MATERIAL FOR THIS TASK:

//! Markdown rendering for evaluation results.
//!
//! Placeholders: an empty keyword list renders `_None_`; a keyword field that
//! is not a list renders `_Invalid format_`. Unparseable responses are shown
//! raw in a code block so a human can see what the model said.

use crate::evaluation::evaluator::{Comparison, ModelOutcome};
use crate::evaluation::record::{EvaluationRecord, MissingKeywords};
use crate::llm_client::ModelChoice;
use crate::session::EvaluationSession;

pub const NONE_PLACEHOLDER: &str = "_None_";
pub const INVALID_PLACEHOLDER: &str = "_Invalid format_";
const UNKNOWN_MATCH: &str = "N/A";

pub fn render_keywords(keywords: &MissingKeywords) -> String {
    match keywords {
        MissingKeywords::List(items) if items.is_empty() => NONE_PLACEHOLDER.to_string(),
        MissingKeywords::List(items) => format!("- {}", items.join("\n- ")),
        MissingKeywords::Invalid(_) | MissingKeywords::Absent => INVALID_PLACEHOLDER.to_string(),
    }
}

pub fn render_record(record: &EvaluationRecord) -> String {
    format!(
        "**Match %:** {}\n\n**Missing Keywords:**\n{}\n\n**Suggestions for Improvement:**\n{}\n",
        record.description_match.as_deref().unwrap_or(UNKNOWN_MATCH),
        render_keywords(&record.missing_keywords),
        record.suggestions.as_deref().unwrap_or(NONE_PLACEHOLDER),
    )
}

pub fn render_outcome(outcome: &ModelOutcome) -> String {
    match outcome {
        ModelOutcome::Parsed { record } => render_record(record),
        ModelOutcome::Unparseable { failure } => format!(
            "Could not parse the response as JSON.\n\nRaw response:\n{}\n",
            code_block(&failure.raw)
        ),
        ModelOutcome::CallFailed { message } => {
            format!("The model call failed.\n\n{}\n", code_block(message))
        }
    }
}

pub fn render_comparison(comparison: &Comparison) -> String {
    let mut out = String::from("## Comparison Results\n");
    for choice in [ModelChoice::Gemini, ModelChoice::Gpt] {
        out.push_str(&format!(
            "\n### {choice} Response\n\n{}",
            render_outcome(comparison.outcome(choice))
        ));
    }
    out
}

/// Full report: comparison plus whichever follow-ups have been generated.
pub fn render_report(session: &EvaluationSession) -> String {
    let mut out = render_comparison(&session.comparison);
    if let Some(letter) = &session.cover_letter {
        out.push_str(&format!(
            "\n---\n\n## Generated Cover Letter ({})\n\n{}\n",
            letter.model, letter.markdown
        ));
    }
    if let Some(points) = &session.resume_points {
        out.push_str(&format!(
            "\n---\n\n## Suggested Resume Points ({})\n\n{}\n",
            points.model, points.markdown
        ));
    }
    out
}

/// Fenced block long enough that backticks inside `text` can't close it.
fn code_block(text: &str) -> String {
    let longest_run = text
        .split(|c: char| c != '`')
        .map(str::len)
        .max()
        .unwrap_or(0);
    let fence = "`".repeat(longest_run.max(2) + 1);
    format!("{fence}\n{text}\n{fence}")
}

#[cfg(test)]
mod tests {
    use super::*;
    use crate::evaluation::normalizer::normalize;
    use serde_json::json;

    #[test]
    fn test_render_keywords_list() {
        let kw = MissingKeywords::List(vec!["Python".into(), "SQL".into()]);
        assert_eq!(render_keywords(&kw), "- Python\n- SQL");
    }

    #[test]
    fn test_render_keywords_placeholders() {
        assert_eq!(render_keywords(&MissingKeywords::List(vec![])), "_None_");
        assert_eq!(
            render_keywords(&MissingKeywords::Invalid(json!(42))),
            "_Invalid format_"
        );
        assert_eq!(render_keywords(&MissingKeywords::Absent), "_Invalid format_");
    }

    #[test]
    fn test_render_record_missing_fields() {
        let record = EvaluationRecord {
            description_match: None,
            missing_keywords: MissingKeywords::List(vec![]),
            suggestions: None,
        };
        let out = render_record(&record);
        assert!(out.contains("**Match %:** N/A"));
        assert!(out.contains("**Missing Keywords:**\n_None_"));
    }

    #[test]
    fn test_render_unparseable_shows_raw() {
        let failure = normalize("```\nnot json at all\n```").unwrap_err();
        let out = render_outcome(&ModelOutcome::Unparseable { failure });
        assert!(out.contains("Could not parse the response as JSON."));
        assert!(out.contains("````\n```\nnot json at all\n```\n````"));
    }

    #[test]
    fn test_code_block_minimum_fence() {
        assert_eq!(code_block("plain"), "```\nplain\n```");
    }

    #[test]
    fn test_render_comparison_has_both_sections() {
        let comparison = Comparison {
            gemini: ModelOutcome::Parsed {
                record: normalize(r#"{"Description Match":"85%","Missing Keywords":["Go"]}"#)
                    .unwrap(),
            },
            gpt: ModelOutcome::CallFailed {
                message: "timeout".to_string(),
            },
        };
        let out = render_comparison(&comparison);
        assert!(out.contains("### Gemini Response"));
        assert!(out.contains("**Match %:** 85%"));
        assert!(out.contains("- Go"));
        assert!(out.contains("### GPT Response"));
        assert!(out.contains("The model call failed."));
    }

    #[test]
    fn test_render_report_appends_followups() {
        use crate::session::Followup;
        use chrono::Utc;
        use uuid::Uuid;

        let failed = || ModelOutcome::CallFailed {
            message: "offline".to_string(),
        };
        let mut session = EvaluationSession::new(
            Uuid::new_v4(),
            "resume".to_string(),
            "jd".to_string(),
            Comparison {
                gemini: failed(),
                gpt: failed(),
            },
        );
        session.resume_points = Some(Followup {
            model: ModelChoice::Gpt,
            markdown: "- Led migration".to_string(),
            created_at: Utc::now(),
        });

        let out = render_report(&session);
        assert!(out.starts_with("## Comparison Results\n"));
        assert!(out.contains("\n---\n\n## Suggested Resume Points (GPT)\n\n- Led migration\n"));
        assert!(!out.contains("Generated Cover Letter"));
    }
}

TASK DETAILS:
An exact copy of the listing above is what is wanted.

EXERCISE SOLUTION:
//! Markdown rendering for evaluation results.
//!
//! Placeholders: an empty keyword list renders `_None_`; a keyword field that
//! is not a list renders `_Invalid format_`. Unparseable responses are shown
//! raw in a code block so a human can see what the model said.

use crate::evaluation::evaluator::{Comparison, ModelOutcome};
use crate::evaluation::record::{EvaluationRecord, MissingKeywords};
use crate::llm_client::ModelChoice;
use crate::session::EvaluationSession;

pub const NONE_PLACEHOLDER: &str = "_None_";
pub const INVALID_PLACEHOLDER: &str = "_Invalid format_";
const UNKNOWN_MATCH: &str = "N/A";

pub fn render_keywords(keywords: &MissingKeywords) -> String {
    match keywords {
        MissingKeywords::List(items) if items.is_empty() => NONE_PLACEHOLDER.to_string(),
        MissingKeywords::List(items) => format!("- {}", items.join("\n- ")),
        MissingKeywords::Invalid(_) | MissingKeywords::Absent => INVALID_PLACEHOLDER.to_string(),
    }
}

pub fn render_record(record: &EvaluationRecord) -> String {
    format!(
        "**Match %:** {}\n\n**Missing Keywords:**\n{}\n\n**Suggestions for Improvement:**\n{}\n",
        record.description_match.as_deref().unwrap_or(UNKNOWN_MATCH),
        render_keywords(&record.missing_keywords),
        record.suggestions.as_deref().unwrap_or(NONE_PLACEHOLDER),
    )
}

pub fn render_outcome(outcome: &ModelOutcome) -> String {
    match outcome {
        ModelOutcome::Parsed { record } => render_record(record),
        ModelOutcome::Unparseable { failure } => format!(
            "Could not parse the response as JSON.\n\nRaw response:\n{}\n",
            code_block(&failure.raw)
        ),
        ModelOutcome::CallFailed { message } => {
            format!("The model call failed.\n\n{}\n", code_block(message))
        }
    }
}

pub fn render_comparison(comparison: &Comparison) -> String {
    let mut out = String::from("## Comparison Results\n");
    for choice in [ModelChoice::Gemini, ModelChoice::Gpt] {
        out.push_str(&format!(
            "\n### {choice} Response\n\n{}",
            render_outcome(comparison.outcome(choice))
        ));
    }
    out
}

/// Full report: comparison plus whichever follow-ups have been generated.
pub fn render_report(session: &EvaluationSession) -> String {
    let mut out = render_comparison(&session.comparison);
    if let Some(letter) = &session.cover_letter {
        out.push_str(&format!(
            "\n---\n\n## Generated Cover Letter ({})\n\n{}\n",
            letter.model, letter.markdown
        ));
    }
    if let Some(points) = &session.resume_points {
        out.push_str(&format!(
            "\n---\n\n## Suggested Resume Points ({})\n\n{}\n",
            points.model, points.markdown
        ));
    }
    out
}

/// Fenced block long enough that backticks inside `text` can't close it.
fn code_block(text: &str) -> String {
    let longest_run = text
        .split(|c: char| c != '`')
        .map(str::len)
        .max()
        .unwrap_or(0);
    let fence = "`".repeat(longest_run.max(2) + 1);
    format!("{fence}\n{text}\n{fence}")
}

#[cfg(test)]
mod tests {
    use super::*;
    use crate::evaluation::normalizer::normalize;
    use serde_json::json;

    #[test]
    fn test_render_keywords_list() {
        let kw = MissingKeywords::List(vec!["Python".into(), "SQL".into()]);
        assert_eq!(render_keywords(&kw), "- Python\n- SQL");
    }

    #[test]
    fn test_render_keywords_placeholders() {
        assert_eq!(render_keywords(&MissingKeywords::List(vec![])), "_None_");
        assert_eq!(
            render_keywords(&MissingKeywords::Invalid(json!(42))),
            "_Invalid format_"
        );
        assert_eq!(render_keywords(&MissingKeywords::Absent), "_Invalid format_");
    }

    #[test]
    fn test_render_record_missing_fields() {
        let record = EvaluationRecord {
            description_match: None,
            missing_keywords: MissingKeywords::List(vec![]),
            suggestions: None,
        };
        let out = render_record(&record);
        assert!(out.contains("**Match %:** N/A"));
        assert!(out.contains("**Missing Keywords:**\n_None_"));
    }

    #[test]
    fn test_render_unparseable_shows_raw() {
        let failure = normalize("```\nnot json at all\n```").unwrap_err();
        let out = render_outcome(&ModelOutcome::Unparseable { failure });
        assert!(out.contains("Could not parse the response as JSON."));
        assert!(out.contains("````\n```\nnot json at all\n```\n````"));
    }

    #[test]
    fn test_code_block_minimum_fence() {
        assert_eq!(code_block("plain"), "```\nplain\n```");
    }

    #[test]
    fn test_render_comparison_has_both_sections() {
        let comparison = Comparison {
            gemini: ModelOutcome::Parsed {
                record: normalize(r#"{"Description Match":"85%","Missing Keywords":["Go"]}"#)
                    .unwrap(),
            },
            gpt: ModelOutcome::CallFailed {
                message: "timeout".to_string(),
            },
        };
        let out = render_comparison(&comparison);
        assert!(out.contains("### Gemini Response"));
        assert!(out.contains("**Match %:** 85%"));
        assert!(out.contains("- Go"));
        assert!(out.contains("### GPT Response"));
        assert!(out.contains("The model call failed."));
    }

    #[test]
    fn test_render_report_appends_followups() {
        use crate::session::Followup;
        use chrono::Utc;
        use uuid::Uuid;

        let failed = || ModelOutcome::CallFailed {
            message: "offline".to_string(),
        };
        let mut session = EvaluationSession::new(
            Uuid::new_v4(),
            "resume".to_string(),
            "jd".to_string(),
            Comparison {
                gemini: failed(),
                gpt: failed(),
            },
        );
        session.resume_points = Some(Followup {
            model: ModelChoice::Gpt,
            markdown: "- Led migration".to_string(),
            created_at: Utc::now(),
        });

        let out = render_report(&session);
        assert!(out.starts_with("## Comparison Results\n"));
        assert!(out.contains("\n---\n\n## Suggested Resume Points (GPT)\n\n- Led migration\n"));
        assert!(!out.contains("Generated Cover Letter"));
    }
}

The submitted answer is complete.